BEGIN Data records

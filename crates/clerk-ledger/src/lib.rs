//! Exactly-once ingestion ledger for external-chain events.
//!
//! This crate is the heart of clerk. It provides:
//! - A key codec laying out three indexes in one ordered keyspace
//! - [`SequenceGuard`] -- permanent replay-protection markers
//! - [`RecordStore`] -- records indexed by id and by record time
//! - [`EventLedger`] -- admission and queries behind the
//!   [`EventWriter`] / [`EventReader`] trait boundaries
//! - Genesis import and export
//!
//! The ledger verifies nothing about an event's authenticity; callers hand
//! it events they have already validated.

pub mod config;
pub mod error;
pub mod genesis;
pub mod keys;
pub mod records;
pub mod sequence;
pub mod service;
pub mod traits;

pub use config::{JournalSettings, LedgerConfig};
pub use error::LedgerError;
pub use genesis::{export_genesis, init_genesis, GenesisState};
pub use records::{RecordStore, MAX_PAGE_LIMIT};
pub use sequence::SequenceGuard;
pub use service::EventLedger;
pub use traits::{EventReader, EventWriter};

END Data records

No line may be altered or left out when the data is written out.

filename crates/clerk-ledger/src/lib.rs
//! Exactly-once ingestion ledger for external-chain events.
//!
//! This crate is the heart of clerk. It provides:
//! - A key codec laying out three indexes in one ordered keyspace
//! - [`SequenceGuard`] -- permanent replay-protection markers
//! - [`RecordStore`] -- records indexed by id and by record time
//! - [`EventLedger`] -- admission and queries behind the
//!   [`EventWriter`] / [`EventReader`] trait boundaries
//! - Genesis import and export
//!
//! The ledger verifies nothing about an event's authenticity; callers hand
//! it events they have already validated.

pub mod config;
pub mod error;
pub mod genesis;
pub mod keys;
pub mod records;
pub mod sequence;
pub mod service;
pub mod traits;

pub use config::{JournalSettings, LedgerConfig};
pub use error::LedgerError;
pub use genesis::{export_genesis, init_genesis, GenesisState};
pub use records::{RecordStore, MAX_PAGE_LIMIT};
pub use sequence::SequenceGuard;
pub use service::EventLedger;
pub use traits::{EventReader, EventWriter};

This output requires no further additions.